As one door closes, another door opens is now very apparent to me, not as in the next relationship will come, but as in the door I’m opening is my healing ready to walk in the here and now and prepare for anything the future may bring.
Do we have a direction in life?
Do we all get to be a husband or wife?
Will we get the chance to procreate?
Is it about finding our perfect mate?
We may never find them
or things may go wrong.
Is this about finding out if we’re weak or strong?
Is weakness shown when we run away
or is it shown when we decide to stay?
When do we decide it’s not going to work
and let the other person decide to shirk?
Do we learn to accept
and let the other person be
the way that they are?
They can’t make you happy!
Through doing this,
you can learn you don’t suit.
How long till you realise
they don’t give a hoot?
You may see they can’t accept you
the way that you are,
even though the union has travelled quite far.
Is this the time to part
and take a different route
and make way for an internal dispute?
Why does your heart feel different
to what your head says
and your body cries out in many ways?
Is it the time to accept it
and learn to grieve
and be ready to look at the scar it will leave?
A scar that can deepen
as you open old wounds
and allow any future unions
to be destined for doom.
Should you buck your ideas up
or get a grip
or let your heart take over and feel the blip?
even lose control
while you search for the reasons within your soul?

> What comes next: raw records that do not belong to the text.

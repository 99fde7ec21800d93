//! In-memory preference storage.
//!
//! Slots are kept as raw JSON strings so a corrupt blob can be planted the same way a
//! damaged file would appear on disk. Clones share the same slots, which lets a test
//! keep a handle after the store has been boxed into the container.

use crate::domain::error::{RecipeBoxError, Result};
use crate::domain::preferences::{FavoritesSet, RatingsMap};
use crate::storage::backend::PreferenceStore;
use crate::storage::json::{FAVORITES_FILE, ONBOARDING_FILE, RATINGS_FILE};
use serde::de::DeserializeOwned;
use serde::Serialize;
use std::collections::HashMap;
use std::sync::{Arc, Mutex, MutexGuard};

#[derive(Debug, Default)]
struct Slots {
    raw: HashMap<String, String>,
    fail_writes: bool,
}

/// Shared in-process preference store.
#[derive(Debug, Clone, Default)]
pub struct MemoryStorage {
    inner: Arc<Mutex<Slots>>,
}

impl MemoryStorage {
    #[must_use]
    pub fn new() -> Self {
        Self::default()
    }

    /// Makes every subsequent save fail with a storage error.
    pub fn fail_writes(&self, fail: bool) {
        self.slots().fail_writes = fail;
    }

    /// Raw contents of a slot, if it has been written.
    #[must_use]
    pub fn raw(&self, slot: &str) -> Option<String> {
        self.slots().raw.get(slot).cloned()
    }

    /// Overwrites a slot with arbitrary text.
    pub fn set_raw(&self, slot: &str, contents: impl Into<String>) {
        self.slots().raw.insert(slot.to_string(), contents.into());
    }

    fn slots(&self) -> MutexGuard<'_, Slots> {
        // A poisoned lock only means another test thread panicked mid-write.
        self.inner
            .lock()
            .unwrap_or_else(std::sync::PoisonError::into_inner)
    }

    fn read<T>(&self, slot: &str) -> Result<T>
    where
        T: DeserializeOwned + Default,
    {
        self.slots().raw.get(slot).map_or_else(
            || Ok(T::default()),
            |raw| {
                serde_json::from_str(raw)
                    .map_err(|e| RecipeBoxError::Storage(format!("failed to parse {slot}: {e}")))
            },
        )
    }

    fn write(&mut self, slot: &str, contents: String) -> Result<()> {
        let mut slots = self.slots();
        if slots.fail_writes {
            return Err(RecipeBoxError::Storage(format!("write to {slot} refused")));
        }
        slots.raw.insert(slot.to_string(), contents);
        Ok(())
    }

    fn write_json<T: Serialize>(&mut self, slot: &str, value: &T) -> Result<()> {
        let json = serde_json::to_string(value)?;
        self.write(slot, json)
    }
}

impl PreferenceStore for MemoryStorage {
    fn load_favorites(&self) -> Result<FavoritesSet> {
        self.read(FAVORITES_FILE)
    }

    fn save_favorites(&mut self, favorites: &FavoritesSet) -> Result<()> {
        self.write_json(FAVORITES_FILE, favorites)
    }

    fn load_ratings(&self) -> Result<RatingsMap> {
        self.read(RATINGS_FILE)
    }

    fn save_ratings(&mut self, ratings: &RatingsMap) -> Result<()> {
        self.write_json(RATINGS_FILE, ratings)
    }

    fn onboarding_completed(&self) -> Result<bool> {
        Ok(self.slots().raw.contains_key(ONBOARDING_FILE))
    }

    fn mark_onboarding_completed(&mut self) -> Result<()> {
        self.write(ONBOARDING_FILE, chrono::Utc::now().to_rfc3339())
    }
}

#[cfg(test)]
mod tests {
    use super::*;
    use pretty_assertions::assert_eq;

    #[test]
    fn clones_share_slots() {
        let handle = MemoryStorage::new();
        let mut store = handle.clone();

        let mut favorites = FavoritesSet::new();
        favorites.toggle("r1");
        store.save_favorites(&favorites).unwrap();

        assert_eq!(handle.raw(FAVORITES_FILE).as_deref(), Some(r#"["r1"]"#));
        assert_eq!(handle.load_favorites().unwrap(), favorites);
    }

    #[test]
    fn refused_writes_leave_slot_untouched() {
        let mut store = MemoryStorage::new();
        store.fail_writes(true);
        assert!(store.save_ratings(&RatingsMap::new()).is_err());
        assert_eq!(store.raw(RATINGS_FILE), None);
    }
}
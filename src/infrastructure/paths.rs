//! Path utilities for the Zellij sandbox environment.

use std::path::PathBuf;

/// Returns the data directory holding favorites, ratings, the onboarding marker
/// and trace files.
///
/// The directory is `/host/.local/share/zellij/recipe-box` inside the sandbox.
/// `/host` points to the cwd of the last focused terminal, or the folder where
/// Zellij was started. Started from a home directory, this is
/// `~/.local/share/zellij/recipe-box`.
///
/// # Examples
///
/// ```
/// use recipe_box::infrastructure::get_data_dir;
///
/// let data_dir = get_data_dir();
/// assert_eq!(data_dir.to_str().unwrap(), "/host/.local/share/zellij/recipe-box");
/// ```
#[must_use]
pub fn get_data_dir() -> PathBuf {
    PathBuf::from("/host/.local/share/zellij").join("recipe-box")
}

/// Expands tilde paths to use the `/host` prefix for the Zellij sandbox.
///
/// # Examples
///
/// ```
/// use recipe_box::infrastructure::expand_tilde;
///
/// assert_eq!(expand_tilde("~/themes/dark.toml"), "/host/themes/dark.toml");
/// assert_eq!(expand_tilde("~"), "/host");
/// assert_eq!(expand_tilde("/absolute/path"), "/absolute/path");
/// ```
#[must_use]
pub fn expand_tilde(path: &str) -> String {
    match path.strip_prefix('~') {
        Some("") => "/host".to_string(),
        Some(rest) if rest.starts_with('/') => format!("/host{rest}"),
        _ => path.to_string(),
    }
}

#[cfg(test)]
mod tests {
    use super::*;

    #[test]
    fn only_leading_home_tilde_expands() {
        assert_eq!(expand_tilde("~user/x"), "~user/x");
        assert_eq!(expand_tilde("a/~/b"), "a/~/b");
    }
}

Understand why things went wrong.
Adhere to the things that make you feel strong.
Know it takes two to make or break.
Realise that it’s about give and take.
You can do this,
but you will see
that you’ll soon be living back in reality.
Then it’s time to reflect and appreciate
and that although it served purpose
it wasn’t in your fate.
Find ways to walk your journey,
your way in life
accept that there’s good
as well as the strife.
It’s about learning to love the person that’s you
so you can then love anyone else passing through.
All levels of love different,
some loves untrue,
some fall by the wayside,
some stick like glue.
Each connection you make,
no matter the length,
will enable you to gain an inner strength.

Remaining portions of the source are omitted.